In 2006, she was expelled by the Kinshasa government of Kabila between the first and second round of the presidential election.

==Death and legacy==
Dupont was killed on 2 November 2013, not far from Kidal in northeastern Mali after being abducted by unidentified assailants. She was with the technician Claude Verlon, who was killed with her.

On 5 November 2013, Dupont and Verlon received posthumous decorations from Ibrahim Boubacar Keita, the president of Mali.
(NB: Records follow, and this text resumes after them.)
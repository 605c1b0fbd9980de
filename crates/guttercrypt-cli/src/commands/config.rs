use crate::ai::ProviderKind;
use crate::app::AppContext;
use crate::cli::ConfigSubcommand;
use crate::ui::{badge, kv, say, Badge};

pub fn handle_config(ctx: &AppContext, command: &ConfigSubcommand) -> anyhow::Result<()> {
    match command {
        ConfigSubcommand::Show => handle_show(ctx),
        ConfigSubcommand::Provider { name } => handle_provider(ctx, name),
        ConfigSubcommand::ApiKey { key } => handle_api_key(ctx, key),
    }
}

/// Show the first and last few characters of a secret.
fn mask(secret: &str) -> String {
    let chars: Vec<char> = secret.chars().collect();
    if chars.len() <= 8 {
        return "*".repeat(chars.len());
    }
    let head: String = chars[..4].iter().collect();
    let tail: String = chars[chars.len() - 4..].iter().collect();
    format!("{}...{}", head, tail)
}

fn show_secret(value: Option<&str>) -> String {
    value.map(mask).unwrap_or_else(|| "(not set)".to_string())
}

fn handle_show(ctx: &AppContext) -> anyhow::Result<()> {
    let settings = ctx.settings()?;
    let ui = ctx.ui();
    let provider = settings
        .ai_provider
        .clone()
        .unwrap_or_else(|| ProviderKind::default().as_str().to_string());

    let lines = [
        kv(ui, "AI provider", &provider),
        kv(ui, "Gemini API key", &show_secret(settings.gemini_api_key.as_deref())),
        kv(ui, "OpenAI API key", &show_secret(settings.openai_api_key.as_deref())),
        kv(ui, "GitHub token", &show_secret(settings.github_token.as_deref())),
        kv(
            ui,
            "Gist",
            settings.gist_id.as_deref().unwrap_or("(not linked)"),
        ),
    ];
    for line in lines {
        println!("{}", line);
    }
    Ok(())
}

fn handle_provider(ctx: &AppContext, name: &str) -> anyhow::Result<()> {
    let kind: ProviderKind = name.parse()?;
    let mut settings = ctx.settings()?.clone();
    settings.ai_provider = Some(kind.as_str().to_string());
    ctx.save_settings(&settings)?;

    let ui = ctx.ui();
    say(
        ui,
        &badge(ui, Badge::Ok, &format!("KatBot now thinks with {}.", kind.as_str())),
    );
    Ok(())
}

fn handle_api_key(ctx: &AppContext, key: &str) -> anyhow::Result<()> {
    let mut settings = ctx.settings()?.clone();
    let kind = ProviderKind::from_settings(&settings)?;
    kind.set_key(&mut settings, key.trim().to_string());
    ctx.save_settings(&settings)?;

    let ui = ctx.ui();
    say(
        ui,
        &badge(
            ui,
            Badge::Warn,
            &format!(
                "{} API key saved in plaintext project config. keep it out of git.",
                kind.as_str()
            ),
        ),
    );
    Ok(())
}
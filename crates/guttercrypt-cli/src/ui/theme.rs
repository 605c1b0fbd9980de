//! Theme definitions for colors, symbols, and badges.

use owo_colors::{OwoColorize, Style};

/// Badge types for status indicators.
#[derive(Debug, Clone, Copy, PartialEq, Eq)]
pub enum Badge {
    Ok,
    Warn,
    Err,
    Cat,
}

impl Badge {
    /// Badge text for terminals without unicode.
    pub fn text(&self) -> &'static str {
        match self {
            Self::Ok => "[OK]",
            Self::Warn => "[WARN]",
            Self::Err => "[ERR]",
            Self::Cat => "[=^.^=]",
        }
    }

    /// Badge with symbol for display.
    pub fn display(&self, unicode: bool) -> &'static str {
        if !unicode {
            return self.text();
        }
        match self {
            Self::Ok => "\u{1F510}",           // 🔐
            Self::Warn => "\u{26A0}\u{FE0F} ", // ⚠️
            Self::Err => "\u{274C}",           // ❌
            Self::Cat => "\u{1F431}",          // 🐱
        }
    }

    pub fn style(&self) -> Style {
        match self {
            Self::Ok => styles::neon(),
            Self::Warn => styles::gold(),
            Self::Err => styles::skull(),
            Self::Cat => styles::pink(),
        }
    }
}

/// KatBot palette.
pub mod styles {
    use owo_colors::Style;

    pub fn pink() -> Style {
        Style::new().truecolor(0xFF, 0x69, 0xB4)
    }

    pub fn neon() -> Style {
        Style::new().truecolor(0x39, 0xFF, 0x14)
    }

    pub fn skull() -> Style {
        Style::new().truecolor(0xFF, 0x44, 0x44)
    }

    pub fn gold() -> Style {
        Style::new().truecolor(0xFF, 0xD7, 0x00)
    }

    pub fn dim() -> Style {
        Style::new().dimmed()
    }
}

/// Apply `style` when color is enabled.
pub fn styled(text: &str, style: Style, color: bool) -> String {
    if color {
        text.style(style).to_string()
    } else {
        text.to_string()
    }
}

/// Spinner frames.
pub fn spinner_frames(unicode: bool) -> &'static [&'static str] {
    if unicode {
        &["⠋", "⠙", "⠹", "⠸", "⠼", "⠴", "⠦", "⠧", "⠇", "⠏", ""]
    } else {
        &["|", "/", "-", "\\", ""]
    }
}

#[cfg(test)]
mod tests {
    use super::*;

    #[test]
    fn test_badge_display_ascii() {
        assert_eq!(Badge::Ok.display(false), "[OK]");
        assert_eq!(Badge::Cat.display(false), "[=^.^=]");
    }

    #[test]
    fn test_styled_without_color_is_plain() {
        assert_eq!(styled("meow", styles::pink(), false), "meow");
    }

    #[test]
    fn test_styled_with_color_wraps_text() {
        let out = styled("meow", styles::pink(), true);
        assert!(out.contains("meow"));
        assert!(out.starts_with("\x1b["));
    }
}
//! Opaque artifact bundle for remote sync.
//!
//! Sync moves the encrypted payloads and the metadata sidecar verbatim. It
//! never decrypts or reinterprets them; what is collected here is exactly
//! what `restore_artifacts` writes back.

use std::fs;

use tracing::debug;

use crate::config::{StoreConfig, MEMORY_FILE, META_FILE, VAULT_FILE};
use crate::error::{GutterError, Result};
use crate::fs::{ensure_vault_dir, write_atomic};

/// A syncable file inside the vault directory.
#[derive(Debug, Clone, Copy, PartialEq, Eq, Hash)]
pub enum ArtifactKind {
    Vault,
    Meta,
    Memory,
}

impl ArtifactKind {
    pub const ALL: [ArtifactKind; 3] = [ArtifactKind::Vault, ArtifactKind::Meta, ArtifactKind::Memory];

    pub fn file_name(self) -> &'static str {
        match self {
            ArtifactKind::Vault => VAULT_FILE,
            ArtifactKind::Meta => META_FILE,
            ArtifactKind::Memory => MEMORY_FILE,
        }
    }

    pub fn from_file_name(name: &str) -> Option<Self> {
        Self::ALL.into_iter().find(|kind| kind.file_name() == name)
    }
}

/// One artifact's name and verbatim contents.
#[derive(Debug, Clone, PartialEq, Eq)]
pub struct Artifact {
    pub kind: ArtifactKind,
    pub contents: String,
}

/// Read every present artifact.
///
/// # Errors
///
/// [`GutterError::NoVault`] if the vault payload is missing; the sidecar
/// and memory are optional.
pub fn collect_artifacts(config: &StoreConfig) -> Result<Vec<Artifact>> {
    if !config.vault_file().is_file() {
        return Err(GutterError::NoVault);
    }

    let mut artifacts = Vec::new();
    for kind in ArtifactKind::ALL {
        let path = config.vault_dir().join(kind.file_name());
        if path.is_file() {
            artifacts.push(Artifact {
                kind,
                contents: fs::read_to_string(&path)?,
            });
        }
    }
    debug!(count = artifacts.len(), "collected artifacts for sync");
    Ok(artifacts)
}

/// Write artifacts back verbatim, replacing local copies.
///
/// Returns the kinds that were written, in input order.
pub fn restore_artifacts(config: &StoreConfig, artifacts: &[Artifact]) -> Result<Vec<ArtifactKind>> {
    let dir = config.vault_dir();
    ensure_vault_dir(&dir)?;

    let mut written = Vec::with_capacity(artifacts.len());
    for artifact in artifacts {
        let path = dir.join(artifact.kind.file_name());
        write_atomic(&path, artifact.contents.as_bytes())?;
        written.push(artifact.kind);
    }
    debug!(count = written.len(), "restored artifacts from sync");
    Ok(written)
}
In September 2014, Radio France Internationale announced the Ghislaine Dupont et Claude Verlon scholarships to honor its deceased journalists. The annual award is presented to a journalist under 30 and a technician from Africa, and they will have the opportunity to study in Paris. The award was first presented on 2 November 2014 in Bamako, which is the first anniversary of their death.

In 2015, the United Nations assigned the date of commemoration for the International Day to End Impunity based on the outrage behind the murder of Dupont and Verlon as stated in its official resolution.